Exercise: I would like you to restate each record word for word.

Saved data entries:
____

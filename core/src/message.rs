//! IRC message parsing and handling
//!
//! Implements the RFC 1459 message grammar: an optional `:prefix`,
//! a command, up to fourteen middle parameters and an optional
//! `:trailing` parameter, all within 512 bytes including CRLF.

use serde::{Deserialize, Serialize};
use std::fmt;

/// Maximum wire length of one message, terminator included
pub const MAX_LINE_LENGTH: usize = 512;

/// Maximum number of middle parameters before the trailing one
pub const MAX_MIDDLE_PARAMS: usize = 14;

/// IRC message prefix (server or user)
#[derive(Debug, Clone, PartialEq, Eq, Serialize, Deserialize)]
pub enum Prefix {
    /// Server name
    Server(String),
    /// User prefix (nick!user@host)
    User {
        nick: String,
        user: String,
        host: String,
    },
}

impl fmt::Display for Prefix {
    fn fmt(&self, f: &mut fmt::Formatter<'_>) -> fmt::Result {
        match self {
            Prefix::Server(name) => write!(f, "{}", name),
            Prefix::User { nick, user, host } => write!(f, "{}!{}@{}", nick, user, host),
        }
    }
}

/// One parsed IRC message
#[derive(Debug, Clone, PartialEq, Eq, Serialize, Deserialize)]
pub struct Message {
    /// Optional source prefix. Ignored by the dispatcher on client
    /// connections.
    pub prefix: Option<Prefix>,
    /// Upper-cased command verb
    pub command: String,
    /// Positional parameters, trailing last
    pub params: Vec<String>,
}

impl Message {
    /// Create a new message
    pub fn new(command: impl Into<String>, params: Vec<String>) -> Self {
        Self {
            prefix: None,
            command: command.into().to_ascii_uppercase(),
            params,
        }
    }

    /// Create a new message with a prefix
    pub fn with_prefix(prefix: Prefix, command: impl Into<String>, params: Vec<String>) -> Self {
        Self {
            prefix: Some(prefix),
            command: command.into().to_ascii_uppercase(),
            params,
        }
    }

    /// Parse one wire line (without its terminator).
    pub fn parse(input: &str) -> crate::Result<Self> {
        let mut rest = input.trim_end_matches(['\r', '\n']);
        if rest.trim().is_empty() {
            return Err(crate::Error::MessageParse("empty message".to_string()));
        }

        let prefix = if let Some(stripped) = rest.strip_prefix(':') {
            let (prefix_str, remainder) = match stripped.split_once(' ') {
                Some(split) => split,
                None => {
                    return Err(crate::Error::MessageParse(
                        "prefix without a command".to_string(),
                    ))
                }
            };
            rest = remainder;
            Some(Self::parse_prefix(prefix_str)?)
        } else {
            None
        };

        let rest = rest.trim_start_matches(' ');
        let (verb, mut rest) = match rest.split_once(' ') {
            Some((verb, remainder)) => (verb, remainder),
            None => (rest, ""),
        };
        if verb.is_empty() {
            return Err(crate::Error::MessageParse("no command found".to_string()));
        }

        let mut params = Vec::new();
        loop {
            rest = rest.trim_start_matches(' ');
            if rest.is_empty() {
                break;
            }
            if let Some(trailing) = rest.strip_prefix(':') {
                params.push(trailing.to_string());
                break;
            }
            if params.len() == MAX_MIDDLE_PARAMS {
                // Everything left collapses into the final parameter.
                params.push(rest.to_string());
                break;
            }
            match rest.split_once(' ') {
                Some((param, remainder)) => {
                    params.push(param.to_string());
                    rest = remainder;
                }
                None => {
                    params.push(rest.to_string());
                    break;
                }
            }
        }

        Ok(Message {
            prefix,
            command: verb.to_ascii_uppercase(),
            params,
        })
    }

    fn parse_prefix(prefix_str: &str) -> crate::Result<Prefix> {
        if let Some((nick, user_host)) = prefix_str.split_once('!') {
            let (user, host) = user_host.split_once('@').ok_or_else(|| {
                crate::Error::MessageParse("invalid user prefix format".to_string())
            })?;
            Ok(Prefix::User {
                nick: nick.to_string(),
                user: user.to_string(),
                host: host.to_string(),
            })
        } else {
            Ok(Prefix::Server(prefix_str.to_string()))
        }
    }

    /// Serialize to a wire line, CRLF included.
    ///
    /// The final parameter is prefixed with `:` iff it is empty or
    /// contains a space.
    pub fn to_line(&self) -> String {
        let mut result = String::new();
        if let Some(ref prefix) = self.prefix {
            result.push(':');
            result.push_str(&prefix.to_string());
            result.push(' ');
        }
        result.push_str(&self.command);
        for (i, param) in self.params.iter().enumerate() {
            result.push(' ');
            if i == self.params.len() - 1 && (param.is_empty() || param.contains(' ')) {
                result.push(':');
            }
            result.push_str(param);
        }
        result.push_str("\r\n");
        result
    }
}

impl fmt::Display for Message {
    fn fmt(&self, f: &mut fmt::Formatter<'_>) -> fmt::Result {
        write!(f, "{}", self.to_line().trim_end())
    }
}

#[cfg(test)]
mod tests {
    use super::*;

    #[test]
    fn parse_simple_message() {
        let msg = Message::parse("NICK alice").unwrap();
        assert_eq!(msg.command, "NICK");
        assert_eq!(msg.params, vec!["alice"]);
        assert!(msg.prefix.is_none());
    }

    #[test]
    fn parse_lowercase_verb_is_uppercased() {
        let msg = Message::parse("privmsg #channel :hi").unwrap();
        assert_eq!(msg.command, "PRIVMSG");
    }

    #[test]
    fn parse_message_with_prefix() {
        let msg = Message::parse(":alice!user@host PRIVMSG #channel :Hello world").unwrap();
        match msg.prefix {
            Some(Prefix::User { nick, user, host }) => {
                assert_eq!(nick, "alice");
                assert_eq!(user, "user");
                assert_eq!(host, "host");
            }
            _ => panic!("expected user prefix"),
        }
        assert_eq!(msg.command, "PRIVMSG");
        assert_eq!(msg.params, vec!["#channel", "Hello world"]);
    }

    #[test]
    fn parse_empty_trailing() {
        let msg = Message::parse("TOPIC #channel :").unwrap();
        assert_eq!(msg.params, vec!["#channel".to_string(), String::new()]);
    }

    #[test]
    fn parse_caps_middle_params_at_fourteen() {
        let line = format!("CMD {}", (1..=16).map(|i| i.to_string()).collect::<Vec<_>>().join(" "));
        let msg = Message::parse(&line).unwrap();
        assert_eq!(msg.params.len(), 15);
        assert_eq!(msg.params[13], "14");
        assert_eq!(msg.params[14], "15 16");
    }

    #[test]
    fn serialize_message() {
        let msg = Message::new("NICK", vec!["alice".to_string()]);
        assert_eq!(msg.to_line(), "NICK alice\r\n");
    }

    #[test]
    fn serialize_quotes_trailing_with_space_or_empty() {
        let msg = Message::new("PRIVMSG", vec!["#x".to_string(), "one two".to_string()]);
        assert_eq!(msg.to_line(), "PRIVMSG #x :one two\r\n");

        let msg = Message::new("TOPIC", vec!["#x".to_string(), String::new()]);
        assert_eq!(msg.to_line(), "TOPIC #x :\r\n");

        let msg = Message::new("PRIVMSG", vec!["#x".to_string(), "word".to_string()]);
        assert_eq!(msg.to_line(), "PRIVMSG #x word\r\n");
    }

    #[test]
    fn roundtrip_with_prefix() {
        let msg = Message::with_prefix(
            Prefix::User {
                nick: "alice".to_string(),
                user: "user".to_string(),
                host: "host".to_string(),
            },
            "PRIVMSG",
            vec!["#channel".to_string(), "Hello world".to_string()],
        );
        assert_eq!(msg.to_line(), ":alice!user@host PRIVMSG #channel :Hello world\r\n");
        let parsed = Message::parse(msg.to_line().trim_end()).unwrap();
        assert_eq!(parsed, msg);
    }

    #[test]
    fn rejects_empty_input() {
        assert!(Message::parse("").is_err());
        assert!(Message::parse("   ").is_err());
    }
}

____

Answer section:
filename core/src/message.rs
//! IRC message parsing and handling
//!
//! Implements the RFC 1459 message grammar: an optional `:prefix`,
//! a command, up to fourteen middle parameters and an optional
//! `:trailing` parameter, all within 512 bytes including CRLF.

use serde::{Deserialize, Serialize};
use std::fmt;

/// Maximum wire length of one message, terminator included
pub const MAX_LINE_LENGTH: usize = 512;

/// Maximum number of middle parameters before the trailing one
pub const MAX_MIDDLE_PARAMS: usize = 14;

/// IRC message prefix (server or user)
#[derive(Debug, Clone, PartialEq, Eq, Serialize, Deserialize)]
pub enum Prefix {
    /// Server name
    Server(String),
    /// User prefix (nick!user@host)
    User {
        nick: String,
        user: String,
        host: String,
    },
}

impl fmt::Display for Prefix {
    fn fmt(&self, f: &mut fmt::Formatter<'_>) -> fmt::Result {
        match self {
            Prefix::Server(name) => write!(f, "{}", name),
            Prefix::User { nick, user, host } => write!(f, "{}!{}@{}", nick, user, host),
        }
    }
}

/// One parsed IRC message
#[derive(Debug, Clone, PartialEq, Eq, Serialize, Deserialize)]
pub struct Message {
    /// Optional source prefix. Ignored by the dispatcher on client
    /// connections.
    pub prefix: Option<Prefix>,
    /// Upper-cased command verb
    pub command: String,
    /// Positional parameters, trailing last
    pub params: Vec<String>,
}

impl Message {
    /// Create a new message
    pub fn new(command: impl Into<String>, params: Vec<String>) -> Self {
        Self {
            prefix: None,
            command: command.into().to_ascii_uppercase(),
            params,
        }
    }

    /// Create a new message with a prefix
    pub fn with_prefix(prefix: Prefix, command: impl Into<String>, params: Vec<String>) -> Self {
        Self {
            prefix: Some(prefix),
            command: command.into().to_ascii_uppercase(),
            params,
        }
    }

    /// Parse one wire line (without its terminator).
    pub fn parse(input: &str) -> crate::Result<Self> {
        let mut rest = input.trim_end_matches(['\r', '\n']);
        if rest.trim().is_empty() {
            return Err(crate::Error::MessageParse("empty message".to_string()));
        }

        let prefix = if let Some(stripped) = rest.strip_prefix(':') {
            let (prefix_str, remainder) = match stripped.split_once(' ') {
                Some(split) => split,
                None => {
                    return Err(crate::Error::MessageParse(
                        "prefix without a command".to_string(),
                    ))
                }
            };
            rest = remainder;
            Some(Self::parse_prefix(prefix_str)?)
        } else {
            None
        };

        let rest = rest.trim_start_matches(' ');
        let (verb, mut rest) = match rest.split_once(' ') {
            Some((verb, remainder)) => (verb, remainder),
            None => (rest, ""),
        };
        if verb.is_empty() {
            return Err(crate::Error::MessageParse("no command found".to_string()));
        }

        let mut params = Vec::new();
        loop {
            rest = rest.trim_start_matches(' ');
            if rest.is_empty() {
                break;
            }
            if let Some(trailing) = rest.strip_prefix(':') {
                params.push(trailing.to_string());
                break;
            }
            if params.len() == MAX_MIDDLE_PARAMS {
                // Everything left collapses into the final parameter.
                params.push(rest.to_string());
                break;
            }
            match rest.split_once(' ') {
                Some((param, remainder)) => {
                    params.push(param.to_string());
                    rest = remainder;
                }
                None => {
                    params.push(rest.to_string());
                    break;
                }
            }
        }

        Ok(Message {
            prefix,
            command: verb.to_ascii_uppercase(),
            params,
        })
    }

    fn parse_prefix(prefix_str: &str) -> crate::Result<Prefix> {
        if let Some((nick, user_host)) = prefix_str.split_once('!') {
            let (user, host) = user_host.split_once('@').ok_or_else(|| {
                crate::Error::MessageParse("invalid user prefix format".to_string())
            })?;
            Ok(Prefix::User {
                nick: nick.to_string(),
                user: user.to_string(),
                host: host.to_string(),
            })
        } else {
            Ok(Prefix::Server(prefix_str.to_string()))
        }
    }

    /// Serialize to a wire line, CRLF included.
    ///
    /// The final parameter is prefixed with `:` iff it is empty or
    /// contains a space.
    pub fn to_line(&self) -> String {
        let mut result = String::new();
        if let Some(ref prefix) = self.prefix {
            result.push(':');
            result.push_str(&prefix.to_string());
            result.push(' ');
        }
        result.push_str(&self.command);
        for (i, param) in self.params.iter().enumerate() {
            result.push(' ');
            if i == self.params.len() - 1 && (param.is_empty() || param.contains(' ')) {
                result.push(':');
            }
            result.push_str(param);
        }
        result.push_str("\r\n");
        result
    }
}

impl fmt::Display for Message {
    fn fmt(&self, f: &mut fmt::Formatter<'_>) -> fmt::Result {
        write!(f, "{}", self.to_line().trim_end())
    }
}

#[cfg(test)]
mod tests {
    use super::*;

    #[test]
    fn parse_simple_message() {
        let msg = Message::parse("NICK alice").unwrap();
        assert_eq!(msg.command, "NICK");
        assert_eq!(msg.params, vec!["alice"]);
        assert!(msg.prefix.is_none());
    }

    #[test]
    fn parse_lowercase_verb_is_uppercased() {
        let msg = Message::parse("privmsg #channel :hi").unwrap();
        assert_eq!(msg.command, "PRIVMSG");
    }

    #[test]
    fn parse_message_with_prefix() {
        let msg = Message::parse(":alice!user@host PRIVMSG #channel :Hello world").unwrap();
        match msg.prefix {
            Some(Prefix::User { nick, user, host }) => {
                assert_eq!(nick, "alice");
                assert_eq!(user, "user");
                assert_eq!(host, "host");
            }
            _ => panic!("expected user prefix"),
        }
        assert_eq!(msg.command, "PRIVMSG");
        assert_eq!(msg.params, vec!["#channel", "Hello world"]);
    }

    #[test]
    fn parse_empty_trailing() {
        let msg = Message::parse("TOPIC #channel :").unwrap();
        assert_eq!(msg.params, vec!["#channel".to_string(), String::new()]);
    }

    #[test]
    fn parse_caps_middle_params_at_fourteen() {
        let line = format!("CMD {}", (1..=16).map(|i| i.to_string()).collect::<Vec<_>>().join(" "));
        let msg = Message::parse(&line).unwrap();
        assert_eq!(msg.params.len(), 15);
        assert_eq!(msg.params[13], "14");
        assert_eq!(msg.params[14], "15 16");
    }

    #[test]
    fn serialize_message() {
        let msg = Message::new("NICK", vec!["alice".to_string()]);
        assert_eq!(msg.to_line(), "NICK alice\r\n");
    }

    #[test]
    fn serialize_quotes_trailing_with_space_or_empty() {
        let msg = Message::new("PRIVMSG", vec!["#x".to_string(), "one two".to_string()]);
        assert_eq!(msg.to_line(), "PRIVMSG #x :one two\r\n");

        let msg = Message::new("TOPIC", vec!["#x".to_string(), String::new()]);
        assert_eq!(msg.to_line(), "TOPIC #x :\r\n");

        let msg = Message::new("PRIVMSG", vec!["#x".to_string(), "word".to_string()]);
        assert_eq!(msg.to_line(), "PRIVMSG #x word\r\n");
    }

    #[test]
    fn roundtrip_with_prefix() {
        let msg = Message::with_prefix(
            Prefix::User {
                nick: "alice".to_string(),
                user: "user".to_string(),
                host: "host".to_string(),
            },
            "PRIVMSG",
            vec!["#channel".to_string(), "Hello world".to_string()],
        );
        assert_eq!(msg.to_line(), ":alice!user@host PRIVMSG #channel :Hello world\r\n");
        let parsed = Message::parse(msg.to_line().trim_end()).unwrap();
        assert_eq!(parsed, msg);
    }

    #[test]
    fn rejects_empty_input() {
        assert!(Message::parse("").is_err());
        assert!(Message::parse("   ").is_err());
    }
}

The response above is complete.